초기 비틀림/굽힘을 가진 복합구조체의 미소 역학적 빔 모델링

Abstract

Along with the increased knowledge and fabrication Techniques of multifunctional microstructures, research on the usage of composite structures with them in designing and manufacturing future helicopter blades have received considerable and consistent attention in the past few decades. Unlike the published work invoking the prismatic beam modeling, the present work proposes a new micro-mechanical approach for analyzing and predicting complicatedly mechanical behaviors of composite structures with initial twisted and curved configurations. At first, the three-dimensional heterogeneous elasticity problem is compactly formulated in an intrinsic form which admits initially twisted and curved effects.
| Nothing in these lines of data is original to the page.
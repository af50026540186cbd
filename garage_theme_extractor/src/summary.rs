use garage_theme::{ExtractedTheme, Rgb};


pub(crate) const INTEGRATION_SNIPPET: &str = r#"
# =============================================================================
# Add to the workbench template configuration to use extracted theme colors
# =============================================================================

# Option 1: Import the generated config
try:
    from theme_config import (
        THEME_COLORS, ACCENT_COLORS, PRIMARY_COLOR,
        DARK_BACKGROUND, LIGHT_BACKGROUND
    )
    USE_EXTRACTED_THEME = True
except ImportError:
    USE_EXTRACTED_THEME = False

# Option 2: Override the palette if extraction was successful
if USE_EXTRACTED_THEME:
    @dataclass
    class ColorPalette:
        # Primary (from theme accent1)
        PRIMARY: str = PRIMARY_COLOR.lstrip('#')

        # Backgrounds (from theme dk1/lt1)
        DARK: str = DARK_BACKGROUND.lstrip('#')
        LIGHT: str = LIGHT_BACKGROUND.lstrip('#')

        # Accents (from theme accent1-6)
        CHART_1: str = ACCENT_COLORS[0].lstrip('#')
        CHART_2: str = ACCENT_COLORS[1].lstrip('#')
        CHART_3: str = ACCENT_COLORS[2].lstrip('#')
        CHART_4: str = ACCENT_COLORS[3].lstrip('#')
        CHART_5: str = ACCENT_COLORS[4].lstrip('#')
        CHART_6: str = ACCENT_COLORS[5].lstrip('#')
"#;


/// A two-cell terminal swatch with the color as 24-bit background, if the value is a valid color.
pub(crate) fn color_swatch(hex: &str) -> Option<String> {
    let rgb: Rgb = hex.parse().ok()?;
    Some(format!("\x1b[48;2;{};{};{}m  \x1b[0m", rgb.r, rgb.g, rgb.b))
}

/// Lists the theme name and every extracted color role.
pub(crate) fn theme_summary(theme: &ExtractedTheme) -> String {
    let mut lines = vec![
        format!("Theme Name: {}", theme.name),
        String::new(),
        "Extracted Colors:".to_owned(),
        "-".repeat(40),
    ];
    for (role, value) in theme.colors.iter() {
        let mut line = format!("  {:12} #{}", role.as_str(), value);
        if let Some(swatch) = color_swatch(value) {
            line.push_str("  ");
            line.push_str(&swatch);
        }
        lines.push(line);
    }
    for (role, typeface) in theme.fonts.iter() {
        lines.push(format!("  {:12} {}", role.as_str(), typeface));
    }
    lines.join("\n")
}
//! Hook-driven deployment recipes for shared hosting.
//!
//! hookdeploy provisions and deploys a web application to a
//! shared host over SSH: it installs the language runtime, writes
//! daemontools run scripts for the application server, puts a
//! reverse proxy rule in front of it, and rolls out releases with
//! shared configuration symlinked in.
//!
//! # Overview
//!
//! A deployment is a [`Pipeline`] built from four pieces:
//!
//! - A [`ConfigStore`] of settings whose defaults are computed
//!   lazily, once, from other settings
//! - A [`TaskGraph`] of named tasks (`deploy:restart`,
//!   `daemon:setup`, ...) with `before`/`after` hooks
//! - A [`RemoteSession`](remote::RemoteSession) that runs commands
//!   and uploads files (e.g. [`SshSession`](remote::ssh::SshSession))
//! - [`ScriptTemplate`]s rendering the run scripts and proxy rules
//!
//! # Task order
//!
//! Running a task expands it depth-first: its `before` hooks in
//! registration order, the task itself, and then its `after` hooks,
//! each hook expanded the same way. A task reachable along two
//! paths runs once. The first failure stops the run.
//!
//! ```text
//! deploy
//!   deploy:update
//!     deploy:update_code
//!       deploy:checkout
//!       deploy:symlink_shared      (before deploy:finalize_update)
//!       deploy:symlink_public      (before deploy:finalize_update)
//!       deploy:fix_permissions     (before deploy:finalize_update)
//!       deploy:finalize_update
//!       bundle:install             (after deploy:finalize_update)
//!     deploy:assets:precompile     (after deploy:update_code)
//!     deploy:assets:fix_permissions
//!     deploy:create_symlink
//!   deploy:restart
//!   deploy:cleanup                 (after deploy)
//! ```
//!
//! # Examples
//!
//! Create an `xtask/src/main.rs` in your project:
//!
//! ```rust,no_run
//! use hookdeploy::{ConfigStore, Pipeline};
//!
//! fn main() -> anyhow::Result<()> {
//!     let mut config = ConfigStore::new();
//!     config
//!         .set("application", "blog")
//!         .set("user", "alice")
//!         .set("repository", "git@github.com:alice/blog.git")
//!         .set("domain", "blog.example.com");
//!
//!     Pipeline::new(config).run()?;
//!     Ok(())
//! }
//! ```
//!
//! Then use `cargo xtask` subcommands:
//!
//! ```sh
//! # Install RVM, Ruby, the run scripts and the proxy rules
//! cargo xtask setup alice.example-host.net
//!
//! # Roll out a release
//! cargo xtask deploy alice.example-host.net
//!
//! # See what would run, without connecting
//! cargo xtask plan deploy
//! cargo xtask deploy alice.example-host.net --dry-run
//! ```
//!
//! ## Custom tasks
//!
//! ```rust,no_run
//! use hookdeploy::{ConfigStore, Pipeline};
//!
//! fn main() -> anyhow::Result<()> {
//!     let mut config = ConfigStore::new();
//!     config
//!         .set("application", "shop")
//!         .set("user", "bob")
//!         .set("repository", "https://example.com/bob/shop.git");
//!
//!     Pipeline::new(config)
//!         .task("db:migrate", "Run pending migrations", |ctx| {
//!             let release = ctx.fetch("release_path")?;
//!             ctx.run(&format!("cd {release} && bundle exec rake db:migrate"))?;
//!             Ok(())
//!         })
//!         .after("bundle:install", "db:migrate")
//!         .run()?;
//!     Ok(())
//! }
//! ```

// Allow noisy pedantic lints that don't add value for a
// deployment tool crate.
#![allow(
    clippy::missing_errors_doc,
    clippy::missing_panics_doc,
    clippy::module_name_repetitions
)]

pub mod cmd;
pub mod config;
pub mod error;
pub mod pipeline;
pub mod recipe;
pub mod remote;
pub mod task;
pub mod template;

pub use config::{ConfigStore, Value};
pub use error::{DeployError, DeployResult};
pub use pipeline::Pipeline;
pub use remote::dry_run::DryRunSession;
pub use remote::ssh::SshSession;
pub use remote::{Credentials, RemoteCommand, RemoteSession, UploadedFile};
pub use task::{TaskContext, TaskGraph};
pub use template::ScriptTemplate;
By taking advantage of smallness of beam-geometric and microstructure-heterogeneous parameters, the variational asymptotic method is then used to split the original three-dimensional problem into a linear three-dimensional micromechanical analysis on the microscopic level and a nonlinear one-dimensional beam analysis on the macroscopic level, respectively. Furthermore, the formulation obtained from the present approach is transformed into a generalized Timoshenko-like beam model as a reasonable compromise between efficiency and accuracy for modeling the initial twisted and curved beams. As the primary validation, a few examples available in the literature are used to demonstrate the capability and accuracy of this new model.